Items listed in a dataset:

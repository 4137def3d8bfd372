pub mod rpc;

pub use rpc::{SendTransactionOptions, SolanaRpcClient};
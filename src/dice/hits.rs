//! Distribution of rolled hits.
//!
//! Each point of attacking power rolls one die that hits on a 50% chance, so
//! the number of hits is Binomial(power, 0.5).

use serde::Serialize;

/// Per-die chance of scoring a hit.
pub const HIT_CHANCE: f64 = 0.5;

/// Binomial coefficient C(n, k).
///
/// Exact while the running product fits in a `u64`; past that the remaining
/// factors are applied in floating point.
pub(crate) fn choose(n: u32, k: u32) -> f64 {
    if k > n {
        return 0.0;
    }
    let k = k.min(n - k) as u64;
    let n = n as u64;
    let mut acc = 1u64;
    for i in 0..k {
        match acc.checked_mul(n - i) {
            Some(v) => acc = v / (i + 1),
            None => {
                return (i..k).fold(acc as f64, |x, j| x * (n - j) as f64 / (j + 1) as f64);
            }
        }
    }
    acc as f64
}

/// P(X = k) for X ~ Binomial(n, q).
///
/// With `n == 0` the outcome is deterministically 0.
pub fn binomial_pmf(n: u32, k: u32, q: f64) -> f64 {
    if k > n {
        return 0.0;
    }
    if n == 0 {
        return 1.0;
    }
    choose(n, k) * q.powi(k as i32) * (1.0 - q).powi((n - k) as i32)
}

/// Exact law of the number of hits rolled by an attack.
#[derive(Debug, Clone, PartialEq, Serialize)]
pub struct HitRollDistribution {
    power: u32,
    /// `probs[h]` is the probability of rolling exactly `h` hits.
    probs: Vec<f64>,
}

impl HitRollDistribution {
    /// Computes the hit law for the given attacking power.
    pub fn new(power: u32) -> Self {
        let scale = HIT_CHANCE.powi(power as i32);
        let probs = (0..=power)
            .map(|h| choose(power, h) * scale)
            .collect();
        HitRollDistribution { power, probs }
    }

    /// The attacking power this law was built for.
    pub fn power(&self) -> u32 {
        self.power
    }

    /// Probability of exactly `hits` hits (0 outside `0..=power`).
    pub fn prob(&self, hits: u32) -> f64 {
        self.probs.get(hits as usize).copied().unwrap_or(0.0)
    }

    /// Iterates `(hits, probability)` pairs in increasing hit order.
    pub fn iter(&self) -> impl Iterator<Item = (u32, f64)> + '_ {
        self.probs.iter().enumerate().map(|(h, &p)| (h as u32, p))
    }

    /// Sum of all probabilities; 1 up to rounding.
    pub fn total(&self) -> f64 {
        self.probs.iter().sum()
    }
}
//! Integration tests for the bulge-odds binary.
//!
//! Runs the built executable with command-line arguments and checks its
//! stdout, exit status, and error reporting.

use std::io::Write;
use std::process::{Command, Output, Stdio};

/// Runs the binary with the given arguments and captures its output.
fn run_cli(args: &[&str]) -> Output {
    let exe = env!("CARGO_BIN_EXE_bulge-odds");
    Command::new(exe)
        .args(args)
        .env_remove("RUST_LOG")
        .stdin(Stdio::null())
        .output()
        .expect("failed to start bulge-odds")
}

fn stdout_lines(output: &Output) -> Vec<String> {
    String::from_utf8(output.stdout.clone())
        .unwrap()
        .lines()
        .map(|l| l.to_string())
        .collect()
}

#[test]
fn attack_golden_report() {
    let output = run_cli(&["attack", "--power", "1"]);
    assert!(output.status.success());
    let lines = stdout_lines(&output);
    assert_eq!(
        lines,
        vec![
            "EVACUATION PROBABILITY: 0.500",
            "EXPECTED POWER DESTROYED: 0.000",
        ]
    );
}

#[test]
fn attack_json_summary() {
    let output = run_cli(&["attack", "--power", "2", "--json"]);
    assert!(output.status.success());
    let value: serde_json::Value = serde_json::from_slice(&output.stdout).unwrap();
    assert_eq!(value["prob_evacuate"], 0.75);
    assert_eq!(value["exp_power_destroyed"], 0.25);
}

#[test]
fn attack_full_json_includes_distributions() {
    let output = run_cli(&[
        "attack", "--power", "6", "--inf", "2", "--tnk", "1", "--supply", "2", "--json", "--full",
    ]);
    assert!(output.status.success());
    let value: serde_json::Value = serde_json::from_slice(&output.stdout).unwrap();
    let outcomes = value["outcome_distribution"].as_array().unwrap();
    let total: f64 = outcomes
        .iter()
        .map(|e| e["probability"].as_f64().unwrap())
        .sum();
    assert!((total - 1.0).abs() < 1e-9);
    assert!(outcomes[0].get("inf_retreat").is_some());
    assert!(value["units_left_distribution"][0].get("evacuate").is_some());
    assert!(value["total_power_destroyed_distribution"][0]
        .get("or_more")
        .is_some());
}

#[test]
fn attack_full_text_lists_tables() {
    let output = run_cli(&["attack", "--power", "3", "--inf", "2", "--full"]);
    assert!(output.status.success());
    let lines = stdout_lines(&output);
    assert!(lines.iter().any(|l| l == "POWER LEFT"));
    assert!(lines.iter().any(|l| l == "UNITS LEFT (inf tnk art supply truck)"));
    assert!(lines.iter().any(|l| l == "UNITS DESTROYED (inf tnk art)"));
    assert!(lines.iter().any(|l| l.starts_with("POWER DESTROYED")));
}

#[test]
fn invalid_attack_fails_with_message() {
    let output = run_cli(&["attack", "--power", "13"]);
    assert!(!output.status.success());
    assert!(output.stdout.is_empty());
    let stderr = String::from_utf8(output.stderr).unwrap();
    assert!(stderr.contains("between 1 and 12"), "stderr: {}", stderr);
}

#[test]
fn stacking_violation_fails() {
    let output = run_cli(&["attack", "--power", "4", "--art", "4", "--inf", "0"]);
    assert!(!output.status.success());
    let stderr = String::from_utf8(output.stderr).unwrap();
    assert!(stderr.contains("stacking limit"), "stderr: {}", stderr);
}

#[test]
fn sweep_prints_twelve_rows() {
    let output = run_cli(&["sweep", "--inf", "2", "--tnk", "1", "--threads", "2"]);
    assert!(output.status.success());
    let lines = stdout_lines(&output);
    assert_eq!(lines.len(), 13);
    assert!(lines[0].starts_with("power"));
    assert!(lines[1].trim_start().starts_with("1 "));
    assert!(lines[12].trim_start().starts_with("12 "));
}

#[test]
fn sweep_json_has_both_regimes() {
    let output = run_cli(&["sweep", "--threads", "1", "--json"]);
    assert!(output.status.success());
    let value: serde_json::Value = serde_json::from_slice(&output.stdout).unwrap();
    assert_eq!(value["evacuate"].as_array().unwrap().len(), 12);
    let destroy = value["destroy"].as_array().unwrap();
    assert_eq!(destroy.len(), 24);
    assert_eq!(destroy[0]["retreat"], true);
    assert_eq!(destroy[23]["retreat"], false);
}

#[test]
fn multi_attack_report() {
    let output = run_cli(&["multi", "--attacks", "1,1"]);
    assert!(output.status.success());
    let lines = stdout_lines(&output);
    assert_eq!(lines[0], "EVACUATION PROBABILITY: 0.750");
    assert_eq!(lines.len(), 4);
}

#[test]
fn multi_attack_rejects_seven_attacks() {
    let output = run_cli(&["multi", "--attacks", "1,2,3,4,5,6,7"]);
    assert!(!output.status.success());
    let stderr = String::from_utf8(output.stderr).unwrap();
    assert!(stderr.contains("more than 6 attacks"), "stderr: {}", stderr);
}

#[test]
fn scenario_file_runs_every_entry() {
    let dir = std::env::temp_dir().join(format!("bulge-odds-test-{}", std::process::id()));
    std::fs::create_dir_all(&dir).unwrap();
    let path = dir.join("scenarios.json");
    let mut file = std::fs::File::create(&path).unwrap();
    write!(
        file,
        r#"{{"scenarios":[
            {{"name":"lone","inf":1,"power":1,"attacks":[1,1]}},
            {{"name":"stack","inf":3,"tnk":1,"art":1,"supply":1,"power":8}}
        ]}}"#
    )
    .unwrap();
    drop(file);

    let output = run_cli(&["scenario", path.to_str().unwrap()]);
    std::fs::remove_dir_all(&dir).ok();
    assert!(output.status.success());
    let lines = stdout_lines(&output);
    assert!(lines.contains(&"== lone".to_string()));
    assert!(lines.contains(&"== stack".to_string()));
    assert!(lines.contains(&"MULTI-ATTACK EVACUATION PROBABILITY: 0.750".to_string()));
}

#[test]
fn missing_scenario_file_fails() {
    let output = run_cli(&["scenario", "/nonexistent/bulge-odds.json"]);
    assert!(!output.status.success());
    let stderr = String::from_utf8(output.stderr).unwrap();
    assert!(stderr.contains("failed to read"), "stderr: {}", stderr);
}
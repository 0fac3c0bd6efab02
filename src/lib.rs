//! Bulge-odds engine library.
//!
//! Computes exact outcome distributions for an attack on a single defending
//! hex: dice mechanics, slot-by-slot hit convolution, outcome aggregation,
//! and propagation across attack sequences and power sweeps.

pub mod dice;
pub mod engine;
pub mod force;
pub mod resolve;
pub mod scenario;
pub mod sequence;
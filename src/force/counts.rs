//! Unit counts for a single defending hex.

use serde::Serialize;

use super::unit::UnitKind;

/// How many of each kind occupy a hex.
///
/// Field order gives the derived ordering used for deterministic iteration
/// over merged force states.
#[derive(Debug, Clone, Copy, Default, PartialEq, Eq, PartialOrd, Ord, Hash, Serialize)]
pub struct ForceCounts {
    pub inf: u32,
    pub tnk: u32,
    pub art: u32,
    pub supply: u32,
    pub truck: u32,
}

impl ForceCounts {
    /// Creates a force from per-kind counts.
    pub const fn new(inf: u32, tnk: u32, art: u32, supply: u32, truck: u32) -> Self {
        ForceCounts {
            inf,
            tnk,
            art,
            supply,
            truck,
        }
    }

    /// Returns the count for one kind.
    pub const fn count(&self, kind: UnitKind) -> u32 {
        match kind {
            UnitKind::Infantry => self.inf,
            UnitKind::Tank => self.tnk,
            UnitKind::Artillery => self.art,
            UnitKind::Supply => self.supply,
            UnitKind::Truck => self.truck,
        }
    }

    /// Total defense power: 1 per infantry, 2 per tank, 3 per artillery.
    pub const fn defense_power(&self) -> u32 {
        self.inf * UnitKind::Infantry.power()
            + self.tnk * UnitKind::Tank.power()
            + self.art * UnitKind::Artillery.power()
    }

    /// Number of combat units (logistics excluded).
    pub const fn combat_units(&self) -> u32 {
        self.inf + self.tnk + self.art
    }

    /// True when no combat unit remains in the hex.
    pub const fn is_evacuated(&self) -> bool {
        self.combat_units() == 0
    }
}
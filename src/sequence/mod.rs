//! Repeated resolutions.
//!
//! Drives the single-attack engine across attack sequences on one hex and
//! across the full range of attacking power.

pub mod multi_attack;
pub mod sweep;

pub use multi_attack::{propagate, simulate_multi_attack, MultiAttackResult, SurvivorEntry};
pub use sweep::{sweep_powers, DestroyPoint, EvacuatePoint, PowerSweep, SweepConfig, SweepError};
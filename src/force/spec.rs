//! Attack descriptions and their validation rules.
//!
//! An `AttackSpec` pairs an attacking power with the defending force of one
//! hex. Every rule is checked before any probability is computed; an invalid
//! spec never produces a distribution.

use serde::Serialize;

use super::counts::ForceCounts;
use super::unit::{UnitKind, COMBAT_KINDS};

/// Smallest legal attacking power.
pub const MIN_POWER: u32 = 1;

/// Largest legal attacking power.
pub const MAX_POWER: u32 = 12;

/// Largest total defense power a single hex may hold.
pub const MAX_DEFENSE_POWER: u32 = 12;

/// Most attacks that can legally be launched against one hex in sequence.
pub const MAX_ATTACKS: usize = 6;

/// Errors raised when an attack or its defending force breaks the rules.
#[derive(Debug, Clone, PartialEq, thiserror::Error)]
pub enum ValidationError {
    #[error("attacking power must be between 1 and 12, got {0}")]
    PowerOutOfRange(u32),

    #[error("{kind:?} count {count} exceeds the stacking limit of {limit}")]
    StackingLimit {
        kind: UnitKind,
        count: u32,
        limit: u32,
    },

    #[error("total defending power must be 12 or less, got {0}")]
    DefensePowerTooHigh(u32),

    #[error("cannot attack an unoccupied hex: no defending combat units")]
    NoCombatUnits,

    #[error("{field} must be 0 or greater, got {value}")]
    NegativeCount { field: String, value: f64 },

    #[error("{field} must be a whole number, got {value}")]
    NonIntegerCount { field: String, value: f64 },

    #[error("{field} is too large, got {value}")]
    CountTooLarge { field: String, value: f64 },

    #[error("cannot specify more than 6 attacks, got {0}")]
    TooManyAttacks(usize),

    #[error("attack {index} has power {power}; attack powers must be between 1 and 12")]
    AttackPowerOutOfRange { index: usize, power: u32 },

    #[error("attack {index} has power {value}; attack powers must be between 1 and 12")]
    LooseAttackPowerOutOfRange { index: usize, value: f64 },

    #[error("attack {index} has non-integer power {value}")]
    NonIntegerAttackPower { index: usize, value: f64 },

    #[error("attack {index} is not a number")]
    NonNumericAttackPower { index: usize },

    #[error("attack powers must be given as a list")]
    AttacksNotSequence,
}

/// A single attack against one defending hex.
///
/// Fields are public so sweep callers can change `power` or `can_retreat`
/// between runs; `engine::process` re-validates on every call.
#[derive(Debug, Clone, Copy, PartialEq, Eq, Serialize)]
pub struct AttackSpec {
    pub power: u32,
    pub force: ForceCounts,
    pub can_retreat: bool,
}

impl AttackSpec {
    /// Builds and validates an attack spec.
    pub fn new(
        power: u32,
        inf: u32,
        tnk: u32,
        art: u32,
        supply: u32,
        truck: u32,
        can_retreat: bool,
    ) -> Result<Self, ValidationError> {
        Self::from_force(power, ForceCounts::new(inf, tnk, art, supply, truck), can_retreat)
    }

    /// Builds and validates an attack spec from an existing force.
    pub fn from_force(
        power: u32,
        force: ForceCounts,
        can_retreat: bool,
    ) -> Result<Self, ValidationError> {
        let spec = AttackSpec {
            power,
            force,
            can_retreat,
        };
        spec.validate()?;
        Ok(spec)
    }

    /// Checks power range, stacking limits, the defense power ceiling, and
    /// occupancy.
    pub fn validate(&self) -> Result<(), ValidationError> {
        if !(MIN_POWER..=MAX_POWER).contains(&self.power) {
            return Err(ValidationError::PowerOutOfRange(self.power));
        }
        validate_force(&self.force)
    }

    /// Slot count: one per combat unit plus one presence slot for each
    /// logistics kind that is stocked.
    pub fn slot_count(&self) -> u32 {
        self.force.combat_units()
            + u32::from(self.force.supply > 0)
            + u32::from(self.force.truck > 0)
    }
}

/// Checks stacking limits, the defense power ceiling, and occupancy of a
/// defending force.
pub fn validate_force(force: &ForceCounts) -> Result<(), ValidationError> {
    for kind in COMBAT_KINDS {
        let count = force.count(kind);
        if let Some(limit) = kind.stacking_limit() {
            if count > limit {
                return Err(ValidationError::StackingLimit { kind, count, limit });
            }
        }
    }
    let defense = force.defense_power();
    if defense > MAX_DEFENSE_POWER {
        return Err(ValidationError::DefensePowerTooHigh(defense));
    }
    if force.combat_units() == 0 {
        return Err(ValidationError::NoCombatUnits);
    }
    Ok(())
}

/// Checks a sequence of attack powers: at most six, each in 1..=12.
pub fn validate_attack_powers(powers: &[u32]) -> Result<(), ValidationError> {
    if powers.len() > MAX_ATTACKS {
        return Err(ValidationError::TooManyAttacks(powers.len()));
    }
    for (index, &power) in powers.iter().enumerate() {
        if !(MIN_POWER..=MAX_POWER).contains(&power) {
            return Err(ValidationError::AttackPowerOutOfRange { index, power });
        }
    }
    Ok(())
}

/// Converts a loosely typed count (e.g. a JSON number) into a unit count.
pub fn count_from_f64(field: &str, value: f64) -> Result<u32, ValidationError> {
    if value.fract() != 0.0 || !value.is_finite() {
        return Err(ValidationError::NonIntegerCount {
            field: field.to_string(),
            value,
        });
    }
    if value < 0.0 {
        return Err(ValidationError::NegativeCount {
            field: field.to_string(),
            value,
        });
    }
    if value > u32::MAX as f64 {
        return Err(ValidationError::CountTooLarge {
            field: field.to_string(),
            value,
        });
    }
    Ok(value as u32)
}

/// Converts loosely typed attack powers into a validated power list.
pub fn attack_powers_from_f64(values: &[f64]) -> Result<Vec<u32>, ValidationError> {
    if values.len() > MAX_ATTACKS {
        return Err(ValidationError::TooManyAttacks(values.len()));
    }
    let mut powers = Vec::with_capacity(values.len());
    for (index, &value) in values.iter().enumerate() {
        if value.fract() != 0.0 || !value.is_finite() {
            return Err(ValidationError::NonIntegerAttackPower { index, value });
        }
        if value < MIN_POWER as f64 || value > MAX_POWER as f64 {
            return Err(ValidationError::LooseAttackPowerOutOfRange { index, value });
        }
        powers.push(value as u32);
    }
    Ok(powers)
}
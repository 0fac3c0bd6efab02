//! Dice mechanics.
//!
//! Hit rolling and the sharing of hit-die faces among defending slots.

pub mod hits;
pub mod slots;

pub use hits::{binomial_pmf, HitRollDistribution, HIT_CHANCE};
pub use slots::{allocate_slots, face_budget, slot_weights, Slot, SlotAllocation};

# EXERCISE DESCRIPTION
From the lines above, copy those that contain the word "StackingLimit".

# COMPLETED TASK
    StackingLimit {
                return Err(ValidationError::StackingLimit { kind, count, limit });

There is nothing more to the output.